____ Excerpted records
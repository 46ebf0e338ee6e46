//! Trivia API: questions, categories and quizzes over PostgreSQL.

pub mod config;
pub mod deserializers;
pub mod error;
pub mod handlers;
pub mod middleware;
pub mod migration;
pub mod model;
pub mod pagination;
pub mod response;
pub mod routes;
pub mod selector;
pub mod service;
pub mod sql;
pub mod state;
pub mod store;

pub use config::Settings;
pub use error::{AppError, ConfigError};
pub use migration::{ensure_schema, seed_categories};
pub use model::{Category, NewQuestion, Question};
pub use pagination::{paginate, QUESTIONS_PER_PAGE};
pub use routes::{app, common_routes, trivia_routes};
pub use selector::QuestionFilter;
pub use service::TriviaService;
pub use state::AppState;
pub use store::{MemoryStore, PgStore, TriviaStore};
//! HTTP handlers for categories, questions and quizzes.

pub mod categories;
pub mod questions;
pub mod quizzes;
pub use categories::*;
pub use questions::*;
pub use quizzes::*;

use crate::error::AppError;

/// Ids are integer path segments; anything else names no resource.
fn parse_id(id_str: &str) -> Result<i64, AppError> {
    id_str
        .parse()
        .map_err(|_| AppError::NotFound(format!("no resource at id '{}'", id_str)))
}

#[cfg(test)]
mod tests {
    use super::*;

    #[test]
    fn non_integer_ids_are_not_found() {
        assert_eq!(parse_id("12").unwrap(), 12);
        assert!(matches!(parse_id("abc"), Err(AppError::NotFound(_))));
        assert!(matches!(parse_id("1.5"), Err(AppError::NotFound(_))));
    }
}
________
(Exercise instructions): All of the data above should be reproduced exactly.

(Output of the exercise):
repository 46ebf0e338ee6e46
//! Trivia API: questions, categories and quizzes over PostgreSQL.

pub mod config;
pub mod deserializers;
pub mod error;
pub mod handlers;
pub mod middleware;
pub mod migration;
pub mod model;
pub mod pagination;
pub mod response;
pub mod routes;
pub mod selector;
pub mod service;
pub mod sql;
pub mod state;
pub mod store;

pub use config::Settings;
pub use error::{AppError, ConfigError};
pub use migration::{ensure_schema, seed_categories};
pub use model::{Category, NewQuestion, Question};
pub use pagination::{paginate, QUESTIONS_PER_PAGE};
pub use routes::{app, common_routes, trivia_routes};
pub use selector::QuestionFilter;
pub use service::TriviaService;
pub use state::AppState;
pub use store::{MemoryStore, PgStore, TriviaStore};
//! HTTP handlers for categories, questions and quizzes.

pub mod categories;
pub mod questions;
pub mod quizzes;
pub use categories::*;
pub use questions::*;
pub use quizzes::*;

use crate::error::AppError;

/// Ids are integer path segments; anything else names no resource.
fn parse_id(id_str: &str) -> Result<i64, AppError> {
    id_str
        .parse()
        .map_err(|_| AppError::NotFound(format!("no resource at id '{}'", id_str)))
}

#[cfg(test)]
mod tests {
    use super::*;

    #[test]
    fn non_integer_ids_are_not_found() {
        assert_eq!(parse_id("12").unwrap(), 12);
        assert!(matches!(parse_id("abc"), Err(AppError::NotFound(_))));
        assert!(matches!(parse_id("1.5"), Err(AppError::NotFound(_))));
    }
}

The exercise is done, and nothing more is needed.